Parler de discrimination, de harcèlement ou de genre à des enfants de huit ans ? Pas simple ! C’est pourtant ce que Boubacar (à gauche) et son collègue Azzedine (à droite) ont initié dans leur atelier de citoyenneté, le vendredi soir au Foyer des jeunes des Marolles. Leur « truc » ? S’appuyer sur des jeux de société afin de leur faire prendre conscience de certaines valeurs de manière plus ludique. Nous avons eu l’opportunité de les voir en action sur le terrain et au vu des mines réjouies des enfants débordant d’excitation lorsqu’on amène les jeux à table, on se dit que c’est déjà un peu gagné.

Nous avons rencontré Boubacar dans le cadre de notre cycle de matinées-jeux, organisé en collaboration avec la CEDD (Coordination des écoles de devoirs de Bruxelles). Suite à cette formation, nous l’avons accueilli à l’espace Ludeo pour le conseiller dans le choix des jeux à utiliser avec les enfants. C’est donc tout naturellement qu’est venue l’envie d’en savoir plus sur son parcours et de pousser la porte du Foyer des jeunes afin de découvrir la concrétisation de son projet.

D’où viens-tu et quel est ton parcours professionnel ?

J’ai en moi l’amour des chiffres : diplômé en mathématiques, je suis un ancien professeur de maths et de physique à Conakry, en Guinée. Pour des raisons personnelles, j’ai ensuite voulu changer d’orientation et j’ai suivi un grand nombre de formations, comme celle pour devenir agent de développement et de médiation interculturelle au CBAI[1], les matinées autour du jeu chez Ludeo ou encore celle pour obtenir le brevet de coordinateur en école de devoirs. Aujourd’hui, je suis animateur en école de devoirs au Foyer des jeunes des Marolles (FJM).

Et quel est ton rôle?

Je suis arrivé au FJM en avril 2019 comme animateur socioculturel et depuis septembre 2020 je suis également le coordinateur administratif de l’école de devoirs. Mon rôle est de coordonner l’élaboration et la mise en place de projets pédagogiques et d’assurer la relation  entre l’École de devoirs (EDD) et l’O.N.E. Je m’occupe aussi de la gestion des présences des enfants et des jeunes pendant les heures d’ouvertures. On peut dire que je suis bien occupé ! [rire]

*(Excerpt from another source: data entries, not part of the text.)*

//! In-memory storage backend for testing.

use crate::error::{ErrorKind, Result};
use crate::path::validate as validate_path;
use async_trait::async_trait;
use std::collections::HashMap;
use std::path::{Path, PathBuf};
use tokio::sync::RwLock;

use crate::StorageBackend;

/// In-memory storage backend for testing.
///
/// Files are stored in a `HashMap` behind a [`RwLock`], so all trait methods
/// can operate on `&self` without external synchronisation.
///
/// # Examples
///
/// ```
/// use shelfmark_storage::backend::{MockBackend, StorageBackend};
/// use std::path::Path;
///
/// # #[tokio::main(flavor = "current_thread")]
/// # async fn main() -> Result<(), Box<dyn std::error::Error>> {
/// let backend = MockBackend::with_files([
///     ("authors.xml", r#"<Authors><Author id="a1"><Name>Ann</Name></Author></Authors>"#),
/// ]);
/// assert!(backend.exists(Path::new("authors.xml")).await?);
///
/// backend.write(Path::new("borrowingData.json"), b"{}").await?;
/// assert!(backend.exists(Path::new("borrowingData.json")).await?);
/// # Ok(())
/// # }
/// ```
pub struct MockBackend {
    name: String,
    storage: RwLock<HashMap<PathBuf, Vec<u8>>>,
}

impl MockBackend {
    /// Create a mock backend pre-populated with files.
    ///
    /// Panics if any path fails validation. If test setup is wrong, then the
    /// test should not pass.
    pub fn with_files(files: impl IntoIterator<Item = (impl Into<PathBuf>, impl Into<Vec<u8>>)>) -> Self {
        let mut map = HashMap::new();
        for (path, data) in files {
            let path = path.into();
            let Ok(validated) = validate_path(&path) else {
                panic!("MockBackend::with_files: invalid path {}", path.display());
            };
            map.insert(validated, data.into());
        }
        Self {
            name: "mock".to_string(),
            storage: RwLock::new(map),
        }
    }

    /// Number of files currently held.
    pub async fn len(&self) -> usize {
        self.storage.read().await.len()
    }

    pub async fn is_empty(&self) -> bool {
        self.len().await == 0
    }
}
impl Default for MockBackend {
    fn default() -> Self {
        let files: [(&str, &str); 0] = [];
        Self::with_files(files)
    }
}

#[async_trait]
impl StorageBackend for MockBackend {
    fn name(&self) -> &str {
        &self.name
    }

    async fn exists(&self, path: &Path) -> Result<bool> {
        let path = validate_path(path)?;
        Ok(self.storage.read().await.contains_key(&path))
    }

    async fn read(&self, path: &Path) -> Result<Vec<u8>> {
        let path = validate_path(path)?;
        self.storage.read().await.get(&path).cloned().ok_or_else(|| exn::Exn::from(ErrorKind::NotFound(path)))
    }

    async fn write(&self, path: &Path, data: &[u8]) -> Result<()> {
        let path = validate_path(path)?;
        self.storage.write().await.insert(path, data.to_vec());
        Ok(())
    }

    async fn delete(&self, path: &Path) -> Result<()> {
        let path = validate_path(path)?;
        self.storage.write().await.remove(&path).map(|_| ()).ok_or_else(|| exn::Exn::from(ErrorKind::NotFound(path)))
    }
}

#[cfg(test)]
mod tests {
    use super::*;

    #[tokio::test]
    async fn test_write_and_read() {
        let backend = MockBackend::default();
        backend.write(Path::new("state.json"), b"{}").await.unwrap();
        assert_eq!(backend.read(Path::new("state.json")).await.unwrap(), b"{}");
        assert_eq!(backend.len().await, 1);
    }

    #[tokio::test]
    async fn test_with_files() {
        let backend = MockBackend::with_files([("books.xml", "<Books/>"), ("data/genres.xml", "<Genres/>")]);
        assert!(backend.exists(Path::new("books.xml")).await.unwrap());
        assert!(backend.exists(Path::new("data/genres.xml")).await.unwrap());
        assert!(!backend.exists(Path::new("authors.xml")).await.unwrap());
    }

    #[tokio::test]
    async fn test_read_not_found() {
        let backend = MockBackend::default();
        let err = backend.read(Path::new("missing.xml")).await.unwrap_err();
        assert!(matches!(&*err, ErrorKind::NotFound(_)));
    }

    #[tokio::test]
    async fn test_delete() {
        let backend = MockBackend::default();
        backend.write(Path::new("state.json"), b"{}").await.unwrap();
        backend.delete(Path::new("state.json")).await.unwrap();
        assert!(backend.is_empty().await);
        let err = backend.delete(Path::new("state.json")).await.unwrap_err();
        assert!(matches!(&*err, ErrorKind::NotFound(_)));
    }

    #[tokio::test]
    async fn test_path_traversal_rejected() {
        let backend = MockBackend::default();
        assert!(backend.read(Path::new("../etc/passwd")).await.is_err());
        assert!(backend.write(Path::new("../escape"), b"bad").await.is_err());
    }

    #[test]
    #[should_panic(expected = "invalid path")]
    fn test_with_files_panics_on_bad_path() {
        MockBackend::with_files([("../escape", Vec::from(*b"bad"))]);
    }
}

D’où t’es venue l’idée d’utiliser le jeu de société dans tes ateliers ?

J’ai découvert le métier d’animateur à mon arrivée au FJM.  Avec ma casquette de prof, j’étais trop rigide avec les enfants et les jeunes. Puisque je passais beaucoup de temps en école de devoirs, j’ai cherché des alternatives pour faciliter mon travail avec eux. J’ai essayé avec d’autres animations mais cela demandait beaucoup d’espace et d’organisation. Le jeu s’est imposé presque naturellement car je le trouve plus facile à mettre en place.

Au FJM, j’ai trouvé quelques jeux que les animateurs proposaient régulièrement aux enfants. Il s’agit des inconditionnels : Monopoly, Uno… mais ce n’était pas vraiment ce que j’avais en tête. J’ai donc recherché des ludothèques qui pouvaient me conseiller et m’orienter dans ce projet pédagogique. Actuellement, je me fournis à la ludothèque de Ludeo.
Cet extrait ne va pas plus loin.